Cette année, nos équipes sont allées à Maradi (centre-est du pays) du 24 mai au 2 juin 2006, où elles ont établi et délivré gratuitement 35.383 jugements déclaratifs”, souligne Déouda, indiquant que l'opération a touché des enfants comme des adultes.
“L'année dernière à Zinder, nous avons pu délivrer 8.000 jugements déclaratifs et avons laissé à peu près la même quantité de demandes non satisfaites, la prise en charge de l'UNICEF ayant pris fin au bout de dix jours”, ajoute-t-il. Déouda a expliqué à IPS : “Nous avons d'abord ciblé ces deux régions parce qu'elles enregistrent des taux assez bas en comparaison à leur poids démographique”. Le taux de déclaration des naissances à Maradi, par exemple, qui enregistre “environ 130.000 naissances vivantes par an” est seulement de 16 pour cent, selon l'INS. Il estime à plus de 40.000 jugements déclaratifs délivrés dans les deux régions. "Nous attendons de faire les autres régions du pays avec le soutien du partenaire pour dresser un bilan global", déclare le directeur de l'état civil. Le taux est de 33,8 pour cent dans la région de Tahoua, à environ 500 km de Niamey, où le nombre des naissances vivantes est estimé par l'INS à environ 80.000 par an.
Selon Falmey Bebert, du bureau de l'UNICEF à Niamey, contactée par IPS, “Cette campagne ponctuelle d'enregistrement gratuit des naissances vise à réduire les disparités qui existent entre les régions, mais surtout à donner la chance aux enfants, qui n'ont pas été enregistrés à leur naissance, de disposer d'un acte d'état civil”.
“L'UNICEF appuie l'Etat du Niger dans l'enregistrement des naissances depuis 2000 à hauteur de 50.000 dollars US par an.
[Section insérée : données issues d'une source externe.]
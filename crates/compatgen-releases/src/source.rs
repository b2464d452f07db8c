//! Release source trait for listing published tags

use serde::Deserialize;

/// One entry of a GitHub-style releases listing (subset of fields we care about)
#[derive(Debug, Clone, PartialEq, Eq, Deserialize)]
pub struct Release {
    /// Git tag the release was cut from (e.g. "v7.3.0")
    pub tag_name: String,
}

/// Errors that can occur when listing releases
#[derive(Debug, Clone, PartialEq, Eq, thiserror::Error)]
pub enum FetchError {
    #[error("Request to {url} failed with HTTP status {status}")]
    HttpStatus { url: String, status: u16 },

    #[error("Network error: {0}")]
    Network(String),

    #[error("Invalid response: {0}")]
    InvalidResponse(String),

    #[error("IO error: {0}")]
    Io(String),
}

/// Trait for anything that can list published release tags
pub trait ReleaseSource {
    /// Get the source name (e.g., "GitHub", "File")
    fn name(&self) -> &'static str;

    /// Return every release tag, in the order the source lists them
    fn fetch_tags(&self) -> Result<Vec<String>, FetchError>;
}

/// Parse a releases listing body into its tag names, keeping order
pub fn parse_release_tags(json: &str) -> Result<Vec<String>, FetchError> {
    let releases: Vec<Release> =
        serde_json::from_str(json).map_err(|e| FetchError::InvalidResponse(e.to_string()))?;

    Ok(releases.into_iter().map(|release| release.tag_name).collect())
}
//! Releases listing read from disk
//!
//! Accepts a saved copy of the GitHub response, e.g.
//! `curl -s https://api.github.com/repos/cosmos/ibc-go/releases > releases.json`.

use crate::source::{parse_release_tags, FetchError, ReleaseSource};
use std::path::{Path, PathBuf};

/// Release source backed by a local JSON file
#[derive(Debug, Clone)]
pub struct FileReleases {
    path: PathBuf,
}

impl FileReleases {
    pub fn new(path: impl Into<PathBuf>) -> Self {
        Self { path: path.into() }
    }

    pub fn path(&self) -> &Path {
        &self.path
    }
}

impl ReleaseSource for FileReleases {
    fn name(&self) -> &'static str {
        "File"
    }

    fn fetch_tags(&self) -> Result<Vec<String>, FetchError> {
        let contents = std::fs::read_to_string(&self.path)
            .map_err(|e| FetchError::Io(format!("{}: {}", self.path.display(), e)))?;

        parse_release_tags(&contents)
    }
}

#[cfg(test)]
mod tests {
    use super::*;

    #[test]
    fn reads_saved_listing() {
        let dir = tempfile::tempdir().unwrap();
        let path = dir.path().join("releases.json");
        std::fs::write(&path, r#"[{"tag_name": "v8.0.0"}, {"tag_name": "v7.4.0"}]"#).unwrap();

        let tags = FileReleases::new(&path).fetch_tags().unwrap();
        assert_eq!(tags, vec!["v8.0.0", "v7.4.0"]);
    }

    #[test]
    fn missing_file_is_io_error() {
        let err = FileReleases::new("/nonexistent/releases.json").fetch_tags().unwrap_err();
        assert!(matches!(err, FetchError::Io(_)));
    }
}
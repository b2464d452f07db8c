//! Compatibility descriptor consumed by the CI matrix job
//!
//! The descriptor is printed as a single JSON line so that a workflow step can
//! capture it verbatim and feed it to `fromJSON` for a strategy matrix.

use serde::Serialize;
use std::fmt;
use std::io::Write;
use std::str::FromStr;

/// Which side of the two-chain comparison is pinned to the release version
#[derive(Debug, Clone, Copy, PartialEq, Eq, Hash)]
pub enum ChainSide {
    /// The release under test runs on chain A; chain B iterates over releases
    ChainA,

    /// The release under test runs on chain B; chain A iterates over releases
    ChainB,
}

impl ChainSide {
    /// Stable identifier used on the command line and in the JSON keys
    pub fn as_str(&self) -> &'static str {
        match self {
            Self::ChainA => "chain-a",
            Self::ChainB => "chain-b",
        }
    }
}

impl Default for ChainSide {
    fn default() -> Self {
        Self::ChainA
    }
}

impl fmt::Display for ChainSide {
    fn fmt(&self, f: &mut fmt::Formatter<'_>) -> fmt::Result {
        f.write_str(self.as_str())
    }
}

impl FromStr for ChainSide {
    type Err = DescriptorError;

    fn from_str(s: &str) -> Result<Self, Self::Err> {
        match s {
            "chain-a" => Ok(Self::ChainA),
            "chain-b" => Ok(Self::ChainB),
            other => Err(DescriptorError::UnknownChain(other.to_string())),
        }
    }
}

/// Relayer implementation the e2e suite should run with
#[derive(Debug, Clone, Copy, PartialEq, Eq, Hash, Serialize)]
#[serde(rename_all = "lowercase")]
pub enum RelayerType {
    /// Hermes (Rust relayer)
    Hermes,

    /// rly (Go relayer)
    Rly,
}

impl RelayerType {
    pub fn as_str(&self) -> &'static str {
        match self {
            Self::Hermes => "hermes",
            Self::Rly => "rly",
        }
    }
}

impl Default for RelayerType {
    fn default() -> Self {
        Self::Hermes
    }
}

impl fmt::Display for RelayerType {
    fn fmt(&self, f: &mut fmt::Formatter<'_>) -> fmt::Result {
        f.write_str(self.as_str())
    }
}

impl FromStr for RelayerType {
    type Err = DescriptorError;

    fn from_str(s: &str) -> Result<Self, Self::Err> {
        match s {
            "hermes" => Ok(Self::Hermes),
            "rly" => Ok(Self::Rly),
            other => Err(DescriptorError::UnknownRelayer(other.to_string())),
        }
    }
}

/// The JSON document handed to the compatibility workflow
///
/// Field order is the serialization order:
/// `chain-a`, `chain-b`, `entrypoint`, `test`, `relayer-type`.
#[derive(Debug, Clone, PartialEq, Eq, Serialize)]
pub struct CompatibilityDescriptor {
    /// Versions to run on chain A
    #[serde(rename = "chain-a")]
    pub chain_a: Vec<String>,

    /// Versions to run on chain B
    #[serde(rename = "chain-b")]
    pub chain_b: Vec<String>,

    /// Test suite entry point (always a single element)
    pub entrypoint: Vec<String>,

    /// Test functions to run, in file order
    pub test: Vec<String>,

    /// Relayer to run with (always a single element)
    #[serde(rename = "relayer-type")]
    pub relayer_type: Vec<RelayerType>,
}

impl CompatibilityDescriptor {
    /// Build the descriptor for one compatibility run.
    ///
    /// `release_version` is pinned on `chain` and the other side receives
    /// `compatible_releases` unchanged (no sorting, no dedup).
    pub fn assemble(
        release_version: impl Into<String>,
        compatible_releases: Vec<String>,
        chain: ChainSide,
        suite_name: impl Into<String>,
        test_functions: Vec<String>,
        relayer: RelayerType,
    ) -> Self {
        let pinned = vec![release_version.into()];
        let others = compatible_releases;

        let (chain_a, chain_b) = match chain {
            ChainSide::ChainA => (pinned, others),
            ChainSide::ChainB => (others, pinned),
        };

        Self {
            chain_a,
            chain_b,
            entrypoint: vec![suite_name.into()],
            test: test_functions,
            relayer_type: vec![relayer],
        }
    }

    /// Serialize as compact single-line JSON (no trailing newline)
    pub fn to_json_line(&self) -> Result<String, DescriptorError> {
        serde_json::to_string(self).map_err(|e| DescriptorError::SerializeError(e.to_string()))
    }

    /// Write the JSON line to `writer` and flush it
    pub fn write_to<W: Write>(&self, mut writer: W) -> Result<(), DescriptorError> {
        let line = self.to_json_line()?;
        writer
            .write_all(line.as_bytes())
            .and_then(|_| writer.flush())
            .map_err(|e| DescriptorError::IoError(e.to_string()))
    }
}

/// Descriptor error types
#[derive(Debug, thiserror::Error)]
pub enum DescriptorError {
    #[error("Unknown chain '{0}', expected 'chain-a' or 'chain-b'")]
    UnknownChain(String),

    #[error("Unknown relayer '{0}', expected 'hermes' or 'rly'")]
    UnknownRelayer(String),

    #[error("Serialize error: {0}")]
    SerializeError(String),

    #[error("IO error: {0}")]
    IoError(String),
}
//! # RiskPilot Core
//!
//! 적응형 리스크 엔진의 핵심 도메인 모델 및 타입을 제공합니다.
//!
//! 이 크레이트는 리스크/포트폴리오 크레이트 전반에서 사용되는 기본 타입을 제공합니다:
//! - 거래 결과 기록 (`TradeOutcome`)
//! - 리스크 파라미터와 경계값 (`RiskParameters`, `RiskBounds`)
//! - 외부 경보 수준 (`AlertLevel`)
//! - 포트폴리오 시나리오 및 스냅샷 지표
//! - 설정 관리
//! - 로깅 인프라

pub mod config;
pub mod domain;
pub mod error;
pub mod logging;

pub use config::*;
pub use domain::*;
pub use error::*;
pub use logging::*;
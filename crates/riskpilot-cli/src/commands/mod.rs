//! CLI 명령어 구현 모듈.

pub mod adapt;
pub mod metrics;
pub mod project;
pub mod score;

use anyhow::{Context, Result};
use serde::de::DeserializeOwned;
use std::path::Path;

/// JSON 파일을 읽어 역직렬화합니다.
pub fn read_json<T: DeserializeOwned>(path: impl AsRef<Path>) -> Result<T> {
    let path = path.as_ref();
    let content = std::fs::read_to_string(path)
        .with_context(|| format!("Failed to read {}", path.display()))?;
    serde_json::from_str(&content).with_context(|| format!("Failed to parse {}", path.display()))
}

/// 값을 JSON 파일로 저장합니다.
pub fn write_json<T: serde::Serialize>(path: impl AsRef<Path>, value: &T) -> Result<()> {
    let path = path.as_ref();
    let content = serde_json::to_string_pretty(value)?;
    std::fs::write(path, content).with_context(|| format!("Failed to write {}", path.display()))
}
Mais nous apportons également un soutien en fournitures de bureau, notamment des cahiers de déclaration, des registres…que nous fournissons à la direction de l'état civil”, ajoute-t-elle.
“Outre l'UNICEF qui nous aide beaucoup, il y a aussi le bureau de l'ONG internationale 'Plan Niger', à Niamey, qui intervient sur ce terrain, précisément dans les régions de Dosso et de Tillabéri (sud du pays)”, souligne Déouda. Selon Katan de l'Afeten, “La non-déclaration des naissances cause d'énormes préjudices aux enfants, surtout ceux des quartiers déshérités des grands centres urbains, qui n'ont aucune chance de fréquenter l'école, contrairement à ceux des campagnes qui sont acceptés en attendant l'établissement d'un jugement déclaratif pour constituer leur dossier”.
Mais la privation d'école n'est pas le seul préjudice que peut causer la non-déclaration des naissances, Déouda. “Celui qui n'a pas un acte de naissance, a tous les problèmes du monde; on ne sait même pas de qui il s'agit d'abord”, explique-t-il. "Et conséquemment, quelqu'un qui n'est pas identifié, n'a droit à aucune autre pièce d'état civil : ni carte d'identité, ni passeport, ni certificat de nationalité, rien du tout". En revanche, ajoute Déouda, "les déclarations des naissances et de tous les autres événements d'état civil (mariages, décès) permettent d'établir des statistiques, qui sont des supports pour les actions de programmation de l'Etat".